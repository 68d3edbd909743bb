//! Mock Hypixel API client for testing
//!
//! Provides a mock implementation of `HypixelApi` for unit testing the
//! scanner and HTTP surface without making real API calls.

use std::collections::{HashMap, HashSet};
use std::sync::Mutex;

use async_trait::async_trait;

use super::{GuildInfo, GuildMemberEntry, HypixelApi};
use crate::error::{ApiError, Result};

/// Mock API client for testing.
///
/// Configure per-uuid responses via builder methods, then hand to the code
/// under test. Unconfigured players resolve as "no guild" / "no profiles".
#[derive(Default)]
pub struct MockHypixelClient {
    guilds: Mutex<HashMap<String, GuildInfo>>,
    levels: Mutex<HashMap<String, f64>>,
    failing: Mutex<HashSet<String>>,
    call_counts: Mutex<CallCounts>,
}

/// Tracks API call counts for test verification
#[derive(Default, Debug, Clone)]
pub struct CallCounts {
    pub fetch_guild: usize,
    pub fetch_skyblock_level: usize,
}

impl MockHypixelClient {
    pub fn new() -> Self {
        Self::default()
    }

    pub fn with_guild(self, uuid: &str, guild: GuildInfo) -> Self {
        self.guilds.lock().unwrap().insert(uuid.to_string(), guild);
        self
    }

    pub fn with_level(self, uuid: &str, level: f64) -> Self {
        self.levels.lock().unwrap().insert(uuid.to_string(), level);
        self
    }

    /// Make every call for `uuid` fail with a network error.
    pub fn with_failure(self, uuid: &str) -> Self {
        self.failing.lock().unwrap().insert(uuid.to_string());
        self
    }

    pub fn call_counts(&self) -> CallCounts {
        self.call_counts.lock().unwrap().clone()
    }
}

/// Build a `GuildInfo` fixture from (uuid, rank) pairs.
pub fn guild_fixture(id: &str, name: &str, members: &[(&str, &str)]) -> GuildInfo {
    GuildInfo {
        id: id.to_string(),
        name: name.to_string(),
        tag: Some(name.chars().take(4).collect::<String>().to_uppercase()),
        members: members
            .iter()
            .map(|(uuid, rank)| GuildMemberEntry {
                uuid: uuid.to_string(),
                rank: Some(rank.to_string()),
            })
            .collect(),
    }
}

#[async_trait]
impl HypixelApi for MockHypixelClient {
    async fn fetch_guild(&self, uuid: &str) -> Result<Option<GuildInfo>> {
        self.call_counts.lock().unwrap().fetch_guild += 1;

        if self.failing.lock().unwrap().contains(uuid) {
            return Err(ApiError::Network("mock failure".to_string()).into());
        }
        Ok(self.guilds.lock().unwrap().get(uuid).cloned())
    }

    async fn fetch_skyblock_level(&self, uuid: &str) -> Result<Option<f64>> {
        self.call_counts.lock().unwrap().fetch_skyblock_level += 1;

        if self.failing.lock().unwrap().contains(uuid) {
            return Err(ApiError::Network("mock failure".to_string()).into());
        }
        Ok(self.levels.lock().unwrap().get(uuid).copied())
    }
}
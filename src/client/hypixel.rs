//! Hypixel API client implementation

use std::collections::HashMap;
use std::sync::Arc;
use std::time::Duration;

use async_trait::async_trait;
use reqwest::{Client as HttpClient, StatusCode};
use serde::Deserialize;

use super::{GuildInfo, HypixelApi};
use crate::error::{ApiError, Result};
use crate::metrics::{self, RollingCounters};

/// Hypixel API base URL
const API_BASE_URL: &str = "https://api.hypixel.net/v2";

/// Transport timeout for a single request
const REQUEST_TIMEOUT: Duration = Duration::from_secs(30);

/// Hypixel API client
///
/// Throughput is governed by the scan queue, not here; the client's only
/// concern is one call, one parsed result, one `api_calls` tick.
pub struct HypixelClient {
    http: HttpClient,
    base_url: String,
    api_key: String,
    counters: Arc<RollingCounters>,
}

#[derive(Deserialize)]
struct GuildResponse {
    success: bool,
    #[serde(default)]
    guild: Option<GuildInfo>,
    #[serde(default)]
    cause: Option<String>,
}

#[derive(Deserialize)]
struct ProfilesResponse {
    success: bool,
    #[serde(default)]
    profiles: Option<Vec<Profile>>,
    #[serde(default)]
    cause: Option<String>,
}

#[derive(Deserialize)]
struct Profile {
    #[serde(default)]
    members: HashMap<String, ProfileMember>,
}

#[derive(Deserialize)]
struct ProfileMember {
    #[serde(default)]
    leveling: Option<Leveling>,
}

#[derive(Deserialize)]
struct Leveling {
    #[serde(default)]
    experience: f64,
}

impl HypixelClient {
    /// Create a new Hypixel API client
    pub fn new(api_key: String, counters: Arc<RollingCounters>) -> Result<Self> {
        let http = HttpClient::builder()
            .timeout(REQUEST_TIMEOUT)
            .build()
            .map_err(|e| ApiError::Network(e.to_string()))?;

        Ok(Self {
            http,
            base_url: API_BASE_URL.to_string(),
            api_key,
            counters,
        })
    }

    /// Point the client at a different base URL (for testing)
    pub fn with_base_url(mut self, base_url: impl Into<String>) -> Self {
        self.base_url = base_url.into();
        self
    }

    async fn get_json<T: for<'de> Deserialize<'de>>(&self, path_and_query: &str) -> Result<T> {
        // The counter tracks calls made, not successes.
        self.counters.record(metrics::API_CALLS);

        let url = format!("{}{}", self.base_url, path_and_query);
        let response = self
            .http
            .get(&url)
            .header("API-Key", &self.api_key)
            .send()
            .await
            .map_err(ApiError::from)?;

        let status = response.status();
        if status != StatusCode::OK {
            return Err(ApiError::Status(status).into());
        }

        let data = response
            .json::<T>()
            .await
            .map_err(|e| ApiError::InvalidResponse(format!("Failed to parse response: {}", e)))?;
        Ok(data)
    }
}

#[async_trait]
impl HypixelApi for HypixelClient {
    async fn fetch_guild(&self, uuid: &str) -> Result<Option<GuildInfo>> {
        let body: GuildResponse = self.get_json(&format!("/guild?player={}", uuid)).await?;

        if !body.success {
            let cause = body.cause.unwrap_or_else(|| "unknown cause".to_string());
            return Err(ApiError::Rejected(cause).into());
        }

        // `guild: null` is a valid answer: the player has no guild.
        Ok(body.guild)
    }

    async fn fetch_skyblock_level(&self, uuid: &str) -> Result<Option<f64>> {
        let body: ProfilesResponse = self
            .get_json(&format!("/skyblock/profiles?uuid={}", uuid))
            .await?;

        if !body.success {
            let cause = body.cause.unwrap_or_else(|| "unknown cause".to_string());
            return Err(ApiError::Rejected(cause).into());
        }

        let profiles = match body.profiles {
            Some(profiles) if !profiles.is_empty() => profiles,
            _ => return Ok(None),
        };

        // Best derived level across every profile this player appears in.
        let mut best: Option<f64> = None;
        for profile in profiles {
            if let Some(leveling) = profile.members.get(uuid).and_then(|m| m.leveling.as_ref()) {
                let level = leveling.experience / 100.0;
                best = Some(best.map_or(level, |b: f64| b.max(level)));
            }
        }
        Ok(best)
    }
}
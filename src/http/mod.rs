//! HTTP surface: thin axum handlers over the scan orchestrator and store.
//!
//! Handlers validate input, call into the core, and map errors to status
//! codes. Nothing here mutates cache state directly; all mutation flows
//! through the queue worker.

use std::sync::Arc;
use std::time::Duration;

use axum::extract::{Path, State};
use axum::http::StatusCode;
use axum::response::{IntoResponse, Response};
use axum::routing::{get, post};
use axum::{Json, Router};
use log::error;
use serde::{Deserialize, Serialize};
use serde_json::json;

use crate::error::StoreError;
use crate::metrics::{self, RollingCounters};
use crate::queue::{ScanQueue, ScanTask};
use crate::scanner::{normalize_uuid, ScanDecision, Scanner};
use crate::store::{GuildOverview, GuildStore, MemberRecord, UnguildedRecord};

/// Shared state for all handlers
#[derive(Clone)]
pub struct AppState {
    pub store: Arc<GuildStore>,
    pub scanner: Arc<Scanner>,
    pub queue: ScanQueue,
    pub counters: Arc<RollingCounters>,
}

pub fn router(state: AppState) -> Router {
    Router::new()
        .route("/player", post(submit_player))
        .route("/guild/:identifier", get(get_guild))
        .route("/guilds", get(list_guilds))
        .route("/unguilded", get(list_unguilded))
        .route("/stats", get(get_stats))
        .with_state(state)
}

/// Error surfaced to HTTP callers
pub struct HttpError {
    status: StatusCode,
    message: String,
}

impl HttpError {
    fn bad_request(message: impl Into<String>) -> Self {
        Self {
            status: StatusCode::BAD_REQUEST,
            message: message.into(),
        }
    }

    fn not_found(message: impl Into<String>) -> Self {
        Self {
            status: StatusCode::NOT_FOUND,
            message: message.into(),
        }
    }
}

impl IntoResponse for HttpError {
    fn into_response(self) -> Response {
        (self.status, Json(json!({ "error": self.message }))).into_response()
    }
}

impl From<crate::error::Error> for HttpError {
    fn from(err: crate::error::Error) -> Self {
        error!("Request failed: {}", err);
        Self {
            status: StatusCode::INTERNAL_SERVER_ERROR,
            message: "internal error".to_string(),
        }
    }
}

impl From<StoreError> for HttpError {
    fn from(err: StoreError) -> Self {
        crate::error::Error::from(err).into()
    }
}

#[derive(Debug, Deserialize)]
struct PlayerRequest {
    #[serde(default)]
    uuid: Option<String>,
}

#[derive(Debug, Serialize)]
struct MessageResponse {
    message: String,
}

#[derive(Debug, Serialize)]
struct GuildDetail {
    id: String,
    name: String,
    tag: Option<String>,
    last_scan: i64,
    avg_level: Option<f64>,
    members: Vec<MemberRecord>,
}

#[derive(Debug, Serialize)]
struct StatsResponse {
    guilds_tracked: i64,
    guilds_added_60s: usize,
    api_calls_5m: usize,
    players_tracked: i64,
    store_reads_60s: usize,
}

/// POST /player
async fn submit_player(
    State(state): State<AppState>,
    Json(body): Json<PlayerRequest>,
) -> Result<Json<MessageResponse>, HttpError> {
    let raw = body.uuid.unwrap_or_default();
    let Some(uuid) = normalize_uuid(&raw) else {
        return Err(HttpError::bad_request("uuid is required"));
    };

    let decision = state.scanner.decide(&uuid)?;
    if decision.needs_scan() {
        state.queue.submit(ScanTask::guild(uuid.clone()));
    }

    let message = match decision {
        ScanDecision::NewPlayer => "New player added and queued for scan.".to_string(),
        ScanDecision::QueueGuildScan { guild_id } => {
            format!("Queued guild scan for guild {}", guild_id)
        }
        ScanDecision::QueuePlayerScan => format!("Queued player scan for {}", uuid),
        ScanDecision::GuildFresh => "Guild recently scanned, no update needed.".to_string(),
        ScanDecision::PlayerFresh => "Player recently scanned, no update needed.".to_string(),
    };
    Ok(Json(MessageResponse { message }))
}

/// 24 lowercase hex chars is a guild id; anything else is a guild name.
fn is_guild_id(identifier: &str) -> bool {
    identifier.len() == 24
        && identifier
            .chars()
            .all(|c| c.is_ascii_digit() || ('a'..='f').contains(&c))
}

/// GET /guild/:identifier
async fn get_guild(
    State(state): State<AppState>,
    Path(identifier): Path<String>,
) -> Result<Json<GuildDetail>, HttpError> {
    state.counters.record(metrics::STORE_READS);

    let found = if is_guild_id(&identifier) {
        state.store.guild_by_id(&identifier)?
    } else {
        state.store.guild_by_name(&identifier)?
    };

    let Some((guild, members)) = found else {
        return Err(HttpError::not_found(format!(
            "Guild {} not found",
            identifier
        )));
    };

    Ok(Json(GuildDetail {
        id: guild.id,
        name: guild.name,
        tag: guild.tag,
        last_scan: guild.last_scan,
        avg_level: guild.avg_level,
        members,
    }))
}

/// GET /guilds
async fn list_guilds(
    State(state): State<AppState>,
) -> Result<Json<Vec<GuildOverview>>, HttpError> {
    state.counters.record(metrics::STORE_READS);
    Ok(Json(state.store.guilds_overview()?))
}

/// GET /unguilded
async fn list_unguilded(
    State(state): State<AppState>,
) -> Result<Json<Vec<UnguildedRecord>>, HttpError> {
    state.counters.record(metrics::STORE_READS);
    Ok(Json(state.store.unguilded_all()?))
}

/// GET /stats
async fn get_stats(State(state): State<AppState>) -> Result<Json<StatsResponse>, HttpError> {
    state.counters.record(metrics::STORE_READS);
    Ok(Json(StatsResponse {
        guilds_tracked: state.store.guild_count()?,
        guilds_added_60s: state
            .counters
            .count_within(metrics::GUILDS_ADDED, Duration::from_secs(60)),
        api_calls_5m: state
            .counters
            .count_within(metrics::API_CALLS, Duration::from_secs(300)),
        players_tracked: state.store.player_count()?,
        store_reads_60s: state
            .counters
            .count_within(metrics::STORE_READS, Duration::from_secs(60)),
    }))
}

◆ ◆ ◆ ◆

→ **Your assignment**
Determine how many lines of the listing above include the word "GuildStore", then write only that number.

→ **Expected answer**
2